Die alte weisse Frau und die Meinungsäußerung

Während einer langweiligen Autofahrt geriet ich in eine Radiodiskussion mit Hörerbeteiligung zu einem äußerst kontroversen Thema. Eine Hörerin gab mit fester Stimme ihr wohlvorbereitetes Statement ab, Punkt eins, zwei, drei wurden zu einer nicht widerlegbaren Argumentation dergestalt zusammengefügt, dass die Angelegenheit ein für alle Mal geklärt, erledigt und beschlossen schien, jedenfalls in den Augen der Wortführerin. Dann aber wurde eine Expertin gehört, und siehe da, Punkt eins, zwei und drei waren allesamt falsch. Nichtwissen, vorgefertigte Überzeugungen und mangelnder Sachverstand hatten sich zu einer unerquicklichen Melange zusammengetan, von der am Ende rein gar nichts übrig blieb. Außer einem gar nicht mal so kleinlauten – wie es angebracht gewesen wäre – sondern eher pampigen „Aber trotzdem“. „Aber trotzdem“ strich mir übrigens schon vor vielen Jahren meine Deutschlehrerin rot an. Wie die besagte Expertin die Ruhe bewahrte! Großartig.
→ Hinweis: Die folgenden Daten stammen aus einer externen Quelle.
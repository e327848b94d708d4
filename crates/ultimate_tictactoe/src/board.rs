//! The 3x3 meta-board of cells.

use crate::action::MoveError;
use crate::cell::Cell;
use crate::position::{Grid, Position, Slot};
use crate::rules::{has_line, is_full, majority};
use crate::types::{Player, Square, Status};
use serde::{Deserialize, Serialize};
use tracing::{debug, instrument};

/// Nine cells plus the meta-level status.
///
/// The board status is derived from cell statuses only; the board never
/// writes a mark itself, it delegates placement to the owning cell.
#[derive(Debug, Clone, Default, PartialEq, Eq, Serialize, Deserialize)]
pub struct Board {
    cells: Grid<Cell>,
    status: Status,
}

impl Board {
    /// Creates a board of nine empty cells.
    pub fn new() -> Self {
        Self::default()
    }

    /// Returns the meta-level status.
    pub fn status(&self) -> Status {
        self.status
    }

    /// Returns the cell at the given macro index.
    pub fn cell(&self, macro_index: Slot) -> &Cell {
        macro_index.of(&self.cells)
    }

    /// Returns every cell status, row-major.
    pub fn cell_statuses(&self) -> Grid<Status> {
        self.cells.map(|row| row.map(|cell| cell.status()))
    }

    /// Gets the square at a global position.
    pub fn square(&self, position: Position) -> Square {
        self.cell(position.macro_index())
            .square(position.micro_index())
    }

    /// Places a mark, delegating to the cell at the position's macro index.
    pub fn place(&mut self, position: Position, player: Player) -> Result<(), MoveError> {
        position
            .macro_index()
            .of_mut(&mut self.cells)
            .place(position.micro_index(), player)
            .map_err(|reason| MoveError::illegal(position, reason))
    }

    /// Resolves every still-open cell for `player`; returns true if any changed.
    ///
    /// Only the cell that just received a mark can actually change, but a
    /// full pass keeps the board honest regardless of how it was mutated.
    #[instrument(skip(self))]
    pub fn resolve_cells(&mut self, player: Player) -> bool {
        let mut changed = false;
        for cell in self.cells.iter_mut().flatten() {
            if !cell.status().is_decided() {
                changed |= cell.resolve(player);
            }
        }
        changed
    }

    /// Tries to decide the board after `player` moved; returns whether the status changed.
    ///
    /// A line of cells won by `player` wins the board. Failing that, once
    /// every cell is decided the board goes to whoever owns more cells, or
    /// is tied on equal counts. The count never runs while a cell is open.
    #[instrument(skip(self))]
    pub fn resolve_board(&mut self, player: Player) -> bool {
        if self.status.is_decided() {
            return false;
        }

        let statuses = self.cell_statuses();
        if has_line(&statuses, &Status::Won(player)) {
            self.status = Status::Won(player);
            debug!(%player, "Board won by line");
            return true;
        }

        if is_full(&statuses) {
            self.status = majority(&statuses);
            debug!(status = ?self.status, "Board decided by cell count");
            return true;
        }

        false
    }

    /// Every open position on the board, grouped by cell in row-major order.
    pub fn open_positions(&self) -> Vec<Position> {
        Slot::ALL
            .into_iter()
            .flat_map(|macro_index| self.open_positions_in(macro_index))
            .collect()
    }

    /// Open positions inside one cell.
    pub fn open_positions_in(&self, macro_index: Slot) -> Vec<Position> {
        self.cell(macro_index)
            .open_slots()
            .into_iter()
            .map(|micro_index| Position::from_slots(macro_index, micro_index))
            .collect()
    }

    /// Resets every cell and the board status.
    pub fn clear(&mut self) {
        self.cells.iter_mut().flatten().for_each(Cell::clear);
        self.status = Status::Open;
    }
}
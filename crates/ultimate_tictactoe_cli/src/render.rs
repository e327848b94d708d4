//! Text rendering of the board and status lines.

use ultimate_tictactoe::{BOARD_SIDE, GameSnapshot, GameStatus, Player, Position, SIDE, Square};

/// Shown at startup and after a reset.
pub const WELCOME: &str = "Ultimate tic-tac-toe. X moves first.\n\
Type `row,col` (0-8) to move, `step` for a random move, `reset` to start over, `help` for more.";

/// Help text for the interactive prompt.
pub const HELP: &str = "Commands:\n  \
row,col   play at global row and column (0-8)\n  \
step      play a random legal move for the side to move\n  \
moves     list the legal moves\n  \
json      print the game as JSON\n  \
reset     start a new game\n  \
quit      leave";

fn symbol(square: Square) -> char {
    match square {
        Square::Empty => '.',
        Square::Occupied(Player::X) => 'X',
        Square::Occupied(Player::O) => 'O',
        Square::Sealed(Player::X) => 'x',
        Square::Sealed(Player::O) => 'o',
    }
}

/// Draws the 9x9 grid with cell borders.
///
/// Played marks are upper case, sealed slots lower case, and legal targets `*`.
pub fn board(snapshot: &GameSnapshot) -> String {
    let mut out = String::from("    0 1 2   3 4 5   6 7 8\n");

    for position in Position::all() {
        let (row, col) = (position.row(), position.col());
        if col == 0 {
            if row > 0 && row % SIDE == 0 {
                out.push_str("   -------+-------+-------\n");
            }
            out.push_str(&format!("{}  ", row));
        } else if col % SIDE == 0 {
            out.push_str(" |");
        }

        let mark = if snapshot.legal_moves.contains(&position) {
            '*'
        } else {
            symbol(snapshot.square(position))
        };
        out.push(' ');
        out.push(mark);

        if col == BOARD_SIDE - 1 {
            out.push('\n');
        }
    }

    out
}

/// One status line: whose turn and where, or the result.
pub fn status_line(snapshot: &GameSnapshot) -> String {
    match snapshot.status {
        GameStatus::InProgress => {
            let target = match snapshot.directed_cell {
                Some(slot) => format!("in the {} cell", slot.label().to_lowercase()),
                None => "anywhere open".to_string(),
            };
            let last = match snapshot.last_move {
                Some(position) => format!(" Last move: {}.", position),
                None => String::new(),
            };
            format!("Player {} to move {}.{}", snapshot.current_player, target, last)
        }
        GameStatus::Won(player) => {
            format!("Player {} wins! Type `reset` to play again.", player)
        }
        GameStatus::Tied => "It's a tie! Type `reset` to play again.".to_string(),
    }
}
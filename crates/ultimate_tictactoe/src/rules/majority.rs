//! Majority tie-break for a fully decided meta-board.

use crate::position::Grid;
use crate::types::{Player, Status};
use tracing::instrument;

/// Decides a board whose cells are all decided but hold no line.
///
/// The player owning strictly more cells wins; equal counts (including
/// zero each, when every cell tied) make the board `Tied`. Only meaningful
/// once no cell is `Open`.
#[instrument]
pub fn majority(statuses: &Grid<Status>) -> Status {
    let count = |player: Player| {
        statuses
            .iter()
            .flatten()
            .filter(|status| **status == Status::Won(player))
            .count()
    };
    let (x_cells, o_cells) = (count(Player::X), count(Player::O));

    match x_cells.cmp(&o_cells) {
        std::cmp::Ordering::Greater => Status::Won(Player::X),
        std::cmp::Ordering::Less => Status::Won(Player::O),
        std::cmp::Ordering::Equal => Status::Tied,
    }
}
Nicht, dass ich glaube, sie habe die Meinung der Hörerin geändert, nein, solche Menschen verheddern sich ja oft dermaßen in ihrer selbst zusammen gestrickten Argumentation, dass sie sogar zuweilen zu der festen Erkenntnis kommen, die in der Schweiz lebende Alice Schwarzer und die sich um sie herum scharenden Schmierlappen würden irgendetwas Gutes für Deutschland bewirken. Da steht man auf verlorenem Posten. Aber dem einen oder anderen Radiohörer wird wieder klar geworden sein, dass die Dinge, die in den eigenen Augen so einfach scheinen, es oft nicht sind. Und das ist doch schon mal was Gutes. Ich jedenfalls weiß wieder, dass ich nicht allzu viel weiß und deshalb vielleicht gelegentlich den Mund halten sollte. Aber trotzdem kann ich es einfach nicht lassen.